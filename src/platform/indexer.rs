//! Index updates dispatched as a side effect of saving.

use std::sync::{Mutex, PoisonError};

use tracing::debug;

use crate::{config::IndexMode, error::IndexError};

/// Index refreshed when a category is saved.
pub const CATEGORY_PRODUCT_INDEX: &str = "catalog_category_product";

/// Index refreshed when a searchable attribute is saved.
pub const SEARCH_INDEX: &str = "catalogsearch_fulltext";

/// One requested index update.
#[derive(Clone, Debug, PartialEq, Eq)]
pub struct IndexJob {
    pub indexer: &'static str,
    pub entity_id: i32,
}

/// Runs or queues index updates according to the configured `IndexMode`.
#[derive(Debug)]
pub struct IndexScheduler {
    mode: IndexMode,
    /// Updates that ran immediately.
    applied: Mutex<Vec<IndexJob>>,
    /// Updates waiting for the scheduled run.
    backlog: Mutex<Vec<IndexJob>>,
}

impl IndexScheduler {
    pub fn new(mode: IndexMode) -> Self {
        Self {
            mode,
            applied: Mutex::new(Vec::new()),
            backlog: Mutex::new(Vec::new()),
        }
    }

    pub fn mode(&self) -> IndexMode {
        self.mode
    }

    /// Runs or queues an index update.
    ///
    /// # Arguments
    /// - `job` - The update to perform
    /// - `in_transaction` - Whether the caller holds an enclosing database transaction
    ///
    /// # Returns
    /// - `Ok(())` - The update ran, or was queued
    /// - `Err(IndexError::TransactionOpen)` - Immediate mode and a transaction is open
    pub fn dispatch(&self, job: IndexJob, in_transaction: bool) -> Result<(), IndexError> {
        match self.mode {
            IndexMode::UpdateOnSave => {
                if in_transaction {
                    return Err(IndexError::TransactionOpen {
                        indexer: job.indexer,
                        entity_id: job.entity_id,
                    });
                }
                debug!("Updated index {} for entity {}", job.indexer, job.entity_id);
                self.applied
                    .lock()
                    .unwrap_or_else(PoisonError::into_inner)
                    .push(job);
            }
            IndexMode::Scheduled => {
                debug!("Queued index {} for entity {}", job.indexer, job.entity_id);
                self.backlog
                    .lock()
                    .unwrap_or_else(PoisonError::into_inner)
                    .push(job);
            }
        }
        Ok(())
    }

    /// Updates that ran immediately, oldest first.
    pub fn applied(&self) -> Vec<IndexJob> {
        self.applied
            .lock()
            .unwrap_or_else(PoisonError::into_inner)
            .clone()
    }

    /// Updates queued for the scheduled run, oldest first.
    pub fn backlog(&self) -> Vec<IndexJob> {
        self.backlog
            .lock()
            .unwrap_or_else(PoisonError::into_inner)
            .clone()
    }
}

########################################

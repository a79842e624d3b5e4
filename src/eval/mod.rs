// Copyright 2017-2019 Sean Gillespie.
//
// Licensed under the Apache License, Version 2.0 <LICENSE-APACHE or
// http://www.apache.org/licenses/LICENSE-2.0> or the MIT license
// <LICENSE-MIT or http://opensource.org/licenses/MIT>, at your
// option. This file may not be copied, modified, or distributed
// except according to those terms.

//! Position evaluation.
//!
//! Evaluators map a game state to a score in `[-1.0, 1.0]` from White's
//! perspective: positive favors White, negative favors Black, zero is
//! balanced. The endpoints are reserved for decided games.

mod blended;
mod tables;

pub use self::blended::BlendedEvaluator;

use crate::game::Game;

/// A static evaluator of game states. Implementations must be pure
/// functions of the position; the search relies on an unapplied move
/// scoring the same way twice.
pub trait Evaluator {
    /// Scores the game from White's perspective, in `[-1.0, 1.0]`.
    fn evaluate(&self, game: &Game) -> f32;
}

########################################

- EXERCISE DIRECTIONS: Filter on the word "first": copy each matching line from the entries above.

- TASK RESPONSE:
    /// Updates that ran immediately, oldest first.
    /// Updates queued for the scheduled run, oldest first.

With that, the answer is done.